"Manchurian elm" is een samenstelling van een bijvoeglijk naamwoord ("Manchurian") en een zelfstandig naamwoord ("elm"). Het verwijst naar een specifieke soort boom.
De fonetische transcriptie van "Manchurian elm" in het Internationaal Fonetisch Alfabet (IPA) is:
/ˌmænˈtʃʊəriən ɛlm/
De vertaling van "Manchurian elm" in het Nederlands is "Manchurische iep".
De Manchurian elm (Ulmus propinqua) is een boomsoort die oorspronkelijk voorkomt in het gebied van Manchoeurië in China, Japan, en delen van het Russische Verre Oosten. Deze boom wordt vereerd om zijn robuuste groei en schaduw, en is vaak aangeplant in stedelijke gebieden. Het gebruik ervan in de Engelse taal komt voornamelijk voor in botanische en ecologische contexten, en het wordt vaker gebruikt in geschreven tekst dan in gesproken taal.
Het park was omzoomd met Manchurische iepen, wat een prachtige schaduwrijke canopy bood.

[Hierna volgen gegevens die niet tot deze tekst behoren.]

//! Public credential endpoints.
//!
//! Successful register/login answer with the token in the body and as the
//! session cookie, so both browser and API clients can authenticate.

use std::sync::Arc;

use axum::{
    extract::{Extension, rejection::JsonRejection},
    http::{header, StatusCode},
    response::IntoResponse,
    Json,
};

use lorecraft_auth::{AuthOutput, LoginInput, RegistrationInput, clear_session_cookie, session_cookie};

use crate::app::errors;
use crate::app::services::AppServices;

pub async fn register(
    Extension(services): Extension<Arc<AppServices>>,
    body: Result<Json<RegistrationInput>, JsonRejection>,
) -> axum::response::Response {
    let Json(input) = match body {
        Ok(b) => b,
        Err(e) => return errors::bad_body(e),
    };

    match services.auth.register(input).await {
        Ok(out) => with_session(StatusCode::CREATED, out, services.secure_cookies),
        Err(e) => errors::service_error_to_response(e),
    }
}

pub async fn login(
    Extension(services): Extension<Arc<AppServices>>,
    body: Result<Json<LoginInput>, JsonRejection>,
) -> axum::response::Response {
    let Json(input) = match body {
        Ok(b) => b,
        Err(e) => return errors::bad_body(e),
    };

    match services.auth.login(input).await {
        Ok(out) => with_session(StatusCode::OK, out, services.secure_cookies),
        Err(e) => errors::service_error_to_response(e),
    }
}

/// Clears the session cookie. The token itself stays valid until expiry.
pub async fn logout(Extension(services): Extension<Arc<AppServices>>) -> axum::response::Response {
    (
        StatusCode::NO_CONTENT,
        [(header::SET_COOKIE, clear_session_cookie(services.secure_cookies))],
    )
        .into_response()
}

fn with_session(status: StatusCode, out: AuthOutput, secure: bool) -> axum::response::Response {
    let cookie = session_cookie(&out.token, out.expires_at, secure);
    (status, [(header::SET_COOKIE, cookie)], Json(out)).into_response()
}
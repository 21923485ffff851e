//! Process configuration, read from environment variables.
//!
//! `main.rs` seeds the environment from a `.env` file first (if present).

use chrono::Duration;
use thiserror::Error;

use lorecraft_observability::LogFormat;

const DEFAULT_HOSTNAME: &str = "0.0.0.0";
const DEFAULT_PORT: u16 = 8080;
const DEFAULT_TOKEN_EXPIRY: &str = "24h";

#[derive(Debug, Error, Clone, PartialEq, Eq)]
pub enum ConfigError {
    #[error("missing required environment variable {0}")]
    Missing(&'static str),

    #[error("invalid value for {key}: {reason}")]
    Invalid { key: &'static str, reason: String },
}

#[derive(Debug, Clone, Copy, PartialEq, Eq)]
pub enum Profile {
    Dev,
    Prod,
}

impl Profile {
    pub fn as_str(self) -> &'static str {
        match self {
            Profile::Dev => "dev",
            Profile::Prod => "prod",
        }
    }

    pub fn log_format(self) -> LogFormat {
        LogFormat::for_profile(self.as_str())
    }
}

#[derive(Clone)]
pub struct AppConfig {
    pub profile: Profile,
    pub hostname: String,
    pub port: u16,
    pub token_expiry: Duration,
    /// Base64 of the PKCS#8 PEM private key.
    pub private_key: String,
    /// Base64 of the SPKI PEM public key.
    pub public_key: String,
    pub secure_cookies: bool,
}

impl AppConfig {
    pub fn from_env() -> Result<Self, ConfigError> {
        Self::from_lookup(|key| std::env::var(key).ok())
    }

    pub fn from_lookup<F>(lookup: F) -> Result<Self, ConfigError>
    where
        F: Fn(&str) -> Option<String>,
    {
        let var = |key: &str| lookup(key).map(|v| v.trim().to_string()).filter(|v| !v.is_empty());

        let profile = match var("PROFILE").as_deref().map(str::to_ascii_lowercase).as_deref() {
            None | Some("dev") => Profile::Dev,
            Some("prod") => Profile::Prod,
            Some(other) => {
                return Err(ConfigError::Invalid {
                    key: "PROFILE",
                    reason: format!("expected dev or prod, got '{other}'"),
                });
            }
        };

        let hostname = var("APP_HOSTNAME").unwrap_or_else(|| DEFAULT_HOSTNAME.to_string());

        let port = match var("SERVER_PORT") {
            None => DEFAULT_PORT,
            Some(raw) => raw.parse::<u16>().map_err(|e| ConfigError::Invalid {
                key: "SERVER_PORT",
                reason: e.to_string(),
            })?,
        };

        let token_expiry = parse_duration(&var("TOKEN_EXPIRY").unwrap_or_else(|| DEFAULT_TOKEN_EXPIRY.to_string()))
            .map_err(|reason| ConfigError::Invalid {
                key: "TOKEN_EXPIRY",
                reason,
            })?;

        let private_key = var("TOKEN_PRIVATE_KEY").ok_or(ConfigError::Missing("TOKEN_PRIVATE_KEY"))?;
        let public_key = var("TOKEN_PUBLIC_KEY").ok_or(ConfigError::Missing("TOKEN_PUBLIC_KEY"))?;

        let secure_cookies = match var("SECURE_COOKIES") {
            None => profile == Profile::Prod,
            Some(raw) => raw.parse::<bool>().map_err(|e| ConfigError::Invalid {
                key: "SECURE_COOKIES",
                reason: e.to_string(),
            })?,
        };

        Ok(Self {
            profile,
            hostname,
            port,
            token_expiry,
            private_key,
            public_key,
            secure_cookies,
        })
    }

    pub fn bind_addr(&self) -> String {
        format!("{}:{}", self.hostname, self.port)
    }
}

impl core::fmt::Debug for AppConfig {
    fn fmt(&self, f: &mut core::fmt::Formatter<'_>) -> core::fmt::Result {
        f.debug_struct("AppConfig")
            .field("profile", &self.profile)
            .field("hostname", &self.hostname)
            .field("port", &self.port)
            .field("token_expiry", &self.token_expiry)
            .field("secure_cookies", &self.secure_cookies)
            .finish_non_exhaustive()
    }
}

/// Parse `<n><unit>` with unit one of `s`, `m`, `h`, `d`. Must be positive.
pub fn parse_duration(raw: &str) -> Result<Duration, String> {
    let raw = raw.trim();
    let split = raw
        .find(|c: char| !c.is_ascii_digit())
        .ok_or_else(|| format!("'{raw}' has no unit (expected s, m, h or d)"))?;
    let (digits, unit) = raw.split_at(split);

    let n: i64 = digits
        .parse()
        .map_err(|_| format!("'{raw}' does not start with a number"))?;
    if n <= 0 {
        return Err(format!("'{raw}' must be positive"));
    }

    let duration = match unit {
        "s" => Duration::try_seconds(n),
        "m" => Duration::try_minutes(n),
        "h" => Duration::try_hours(n),
        "d" => Duration::try_days(n),
        other => return Err(format!("unknown unit '{other}' (expected s, m, h or d)")),
    };
    duration.ok_or_else(|| format!("'{raw}' is out of range"))
}
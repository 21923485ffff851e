//! Domain error model.

use thiserror::Error;

/// Result type used across the domain layer.
pub type DomainResult<T> = Result<T, DomainError>;

/// Domain-level error.
///
/// Deterministic input failures only (validation, malformed identifiers).
/// Authentication and crypto failures have their own types in `lorecraft-auth`.
#[derive(Debug, Error, Clone, PartialEq, Eq)]
pub enum DomainError {
    /// One or more input fields failed validation.
    #[error("validation failed: {}", .0.join("; "))]
    Validation(Vec<String>),

    /// An identifier was invalid (e.g. parse failure).
    #[error("invalid identifier: {0}")]
    InvalidId(String),
}

impl DomainError {
    pub fn invalid_id(msg: impl Into<String>) -> Self {
        Self::InvalidId(msg.into())
    }

    /// Collect validation problems; `Ok(())` when there are none.
    pub fn check(problems: Vec<String>) -> DomainResult<()> {
        if problems.is_empty() {
            Ok(())
        } else {
            Err(Self::Validation(problems))
        }
    }
}
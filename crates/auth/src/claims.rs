use chrono::{DateTime, Utc};
use serde::{Deserialize, Serialize};

use lorecraft_core::UserId;

use crate::token::TokenError;
use crate::user::Identity;

/// Session token payload.
///
/// The token is the session: these claims are everything the server knows
/// about it, and nothing is looked up on verification.
#[derive(Debug, Clone, PartialEq, Eq, Serialize, Deserialize)]
pub struct Claims {
    pub user_id: UserId,
    pub username: String,
    pub email: String,
    pub issued_at: DateTime<Utc>,
    pub expires_at: DateTime<Utc>,
}

/// Lifecycle state of a signature-valid token at a given instant.
#[derive(Debug, Clone, Copy, PartialEq, Eq)]
pub enum TokenState {
    Active,
    Expired,
}

impl Claims {
    pub fn for_identity(identity: &Identity, issued_at: DateTime<Utc>, expires_at: DateTime<Utc>) -> Self {
        Self {
            user_id: identity.id,
            username: identity.username.clone(),
            email: identity.email.clone(),
            issued_at,
            expires_at,
        }
    }

    /// Active strictly before `expires_at`.
    pub fn state_at(&self, now: DateTime<Utc>) -> TokenState {
        if now < self.expires_at {
            TokenState::Active
        } else {
            TokenState::Expired
        }
    }
}

/// Validate the time window of already signature-checked claims.
pub fn validate_claims(claims: &Claims, now: DateTime<Utc>) -> Result<(), TokenError> {
    if claims.expires_at <= claims.issued_at {
        return Err(TokenError::Invalid);
    }
    match claims.state_at(now) {
        TokenState::Active => Ok(()),
        TokenState::Expired => Err(TokenError::Expired),
    }
}

#[cfg(test)]
mod tests {
    use super::*;
    use chrono::Duration;

    fn claims(now: DateTime<Utc>, ttl: Duration) -> Claims {
        let identity = Identity::new("alice", "alice@example.com", now);
        Claims::for_identity(&identity, now, now + ttl)
    }

    #[test]
    fn active_until_expiry_instant() {
        let now = Utc::now();
        let c = claims(now, Duration::minutes(10));

        assert_eq!(validate_claims(&c, now), Ok(()));
        assert_eq!(validate_claims(&c, c.expires_at - Duration::nanoseconds(1)), Ok(()));
        assert_eq!(validate_claims(&c, c.expires_at), Err(TokenError::Expired));
        assert_eq!(validate_claims(&c, c.expires_at + Duration::hours(1)), Err(TokenError::Expired));
    }

    #[test]
    fn inverted_window_is_invalid_not_expired() {
        let now = Utc::now();
        let mut c = claims(now, Duration::minutes(10));
        c.expires_at = c.issued_at;

        assert_eq!(validate_claims(&c, now - Duration::hours(1)), Err(TokenError::Invalid));
    }

    #[test]
    fn serializes_timestamps_as_rfc3339() {
        let now = DateTime::parse_from_rfc3339("2026-01-02T03:04:05Z")
            .unwrap()
            .with_timezone(&Utc);
        let c = claims(now, Duration::hours(1));
        let json = serde_json::to_value(&c).unwrap();

        assert_eq!(json["issued_at"], "2026-01-02T03:04:05Z");
        assert_eq!(json["expires_at"], "2026-01-02T04:04:05Z");
        assert_eq!(json["username"], "alice");
        assert_eq!(json["user_id"], c.user_id.to_string());
    }
}
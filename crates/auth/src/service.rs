//! Registration and login.
//!
//! Credentials go through the password hasher; a successful registration or
//! login ends with a freshly issued session token bound to the identity.

use std::sync::Arc;

use chrono::{DateTime, Duration, Utc};
use serde::Serialize;
use thiserror::Error;

use lorecraft_core::DomainError;

use crate::password::{PasswordError, PasswordHashing};
use crate::token::{TokenError, TokenMaker};
use crate::user::{Identity, LoginInput, RegistrationInput, StoreError, UserRecord, UserStore};

#[derive(Debug, Error)]
pub enum ServiceError {
    #[error(transparent)]
    Validation(#[from] DomainError),

    #[error("user already exists")]
    UserAlreadyExists,

    /// Unknown user and wrong password are the same error.
    #[error("invalid credentials")]
    InvalidCredentials,

    /// A stored password record cannot be used (malformed or from an
    /// unsupported Argon2 version). Needs operator attention.
    #[error("password record unusable: {0}")]
    Password(#[from] PasswordError),

    #[error(transparent)]
    Token(#[from] TokenError),

    #[error(transparent)]
    Store(#[from] StoreError),

    #[error("internal error: {0}")]
    Internal(String),
}

/// Result of a successful registration or login.
#[derive(Clone, Serialize)]
pub struct AuthOutput {
    pub user: Identity,
    pub token: String,
    pub expires_at: DateTime<Utc>,
}

impl core::fmt::Debug for AuthOutput {
    fn fmt(&self, f: &mut core::fmt::Formatter<'_>) -> core::fmt::Result {
        f.debug_struct("AuthOutput")
            .field("user", &self.user)
            .field("expires_at", &self.expires_at)
            .finish_non_exhaustive()
    }
}

pub struct AuthService {
    store: Arc<dyn UserStore>,
    hasher: Arc<dyn PasswordHashing>,
    tokens: Arc<dyn TokenMaker>,
    token_ttl: Duration,
    // Verified against when the username is unknown, so both failure paths
    // cost one key derivation.
    dummy_record: String,
}

impl AuthService {
    pub fn new(
        store: Arc<dyn UserStore>,
        hasher: Arc<dyn PasswordHashing>,
        tokens: Arc<dyn TokenMaker>,
        token_ttl: Duration,
    ) -> Result<Self, ServiceError> {
        if token_ttl <= Duration::zero() {
            return Err(TokenError::InvalidTtl.into());
        }
        let dummy_record = hasher.hash("lorecraft-dummy-password")?;

        Ok(Self {
            store,
            hasher,
            tokens,
            token_ttl,
            dummy_record,
        })
    }

    pub fn token_ttl(&self) -> Duration {
        self.token_ttl
    }

    pub async fn register(&self, input: RegistrationInput) -> Result<AuthOutput, ServiceError> {
        input.validate()?;

        let username = input.username.trim().to_string();
        let email = input.email.trim().to_lowercase();

        if self
            .store
            .find_by_username_or_email(&username, &email)
            .await?
            .is_some()
        {
            return Err(ServiceError::UserAlreadyExists);
        }

        let password_hash = self.hash_off_executor(input.password).await?;
        let identity = Identity::new(username, email, Utc::now());

        self.store
            .insert(UserRecord {
                identity: identity.clone(),
                password_hash,
            })
            .await
            .map_err(|e| match e {
                StoreError::Duplicate => ServiceError::UserAlreadyExists,
                other => other.into(),
            })?;

        tracing::info!(user_id = %identity.id, "user registered");
        self.issue(identity)
    }

    pub async fn login(&self, input: LoginInput) -> Result<AuthOutput, ServiceError> {
        input.validate()?;

        let Some(record) = self.store.find_by_username(input.username.trim()).await? else {
            let _ = self
                .verify_off_executor(input.password, self.dummy_record.clone())
                .await;
            tracing::debug!("login rejected: unknown username");
            return Err(ServiceError::InvalidCredentials);
        };

        let matched = self
            .verify_off_executor(input.password, record.password_hash.clone())
            .await
            .inspect_err(|e| {
                tracing::error!(user_id = %record.identity.id, error = %e, "stored password record unusable");
            })?;
        if !matched || !record.identity.active {
            tracing::debug!(user_id = %record.identity.id, "login rejected");
            return Err(ServiceError::InvalidCredentials);
        }

        let now = Utc::now();
        self.store.record_login(record.identity.id, now).await?;

        let mut identity = record.identity;
        identity.last_login_at = Some(now);

        tracing::info!(user_id = %identity.id, "user logged in");
        self.issue(identity)
    }

    fn issue(&self, identity: Identity) -> Result<AuthOutput, ServiceError> {
        let issued = self.tokens.issue(&identity, self.token_ttl)?;
        Ok(AuthOutput {
            user: identity,
            token: issued.token,
            expires_at: issued.expires_at,
        })
    }

    // Argon2 is slow; keep it off the async workers.
    async fn hash_off_executor(&self, password: String) -> Result<String, ServiceError> {
        let hasher = Arc::clone(&self.hasher);
        let hashed = tokio::task::spawn_blocking(move || hasher.hash(&password))
            .await
            .map_err(|e| ServiceError::Internal(e.to_string()))??;
        Ok(hashed)
    }

    async fn verify_off_executor(
        &self,
        password: String,
        record: String,
    ) -> Result<bool, ServiceError> {
        let hasher = Arc::clone(&self.hasher);
        let matched = tokio::task::spawn_blocking(move || hasher.verify(&password, &record))
            .await
            .map_err(|e| ServiceError::Internal(e.to_string()))??;
        Ok(matched)
    }
}

impl core::fmt::Debug for AuthService {
    fn fmt(&self, f: &mut core::fmt::Formatter<'_>) -> core::fmt::Result {
        f.debug_struct("AuthService")
            .field("token_ttl", &self.token_ttl)
            .finish_non_exhaustive()
    }
}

Many cities have turned to the Manchurian elm as a resilient tree choice for urban landscaping.
De term "Manchurian elm" is niet gebruikelijk in idiomatische uitdrukkingen. Echter, de boom zelf wordt wel erkend in discussies over stedelijke flora en ecologische duurzaamheid.
De naam "Manchurian elm" komt van de regio Manchurie, waar de boom oorspronkelijk voorkomt. Het woord "elm" stamt uit het Oudengels "elm", dat verwant is aan het Germaanse woord "alema", en verwijst naar de iep-achtig boom.
Synoniemen:
- Ulmus propinqua
- Manchurische iep
Antonimen:
Er zijn geen directe antoniemen voor "Manchurian elm", maar men kan denken aan andere boomsoorten die in stedelijke gebieden worden gebruikt, zoals de "American elm" of "English oak".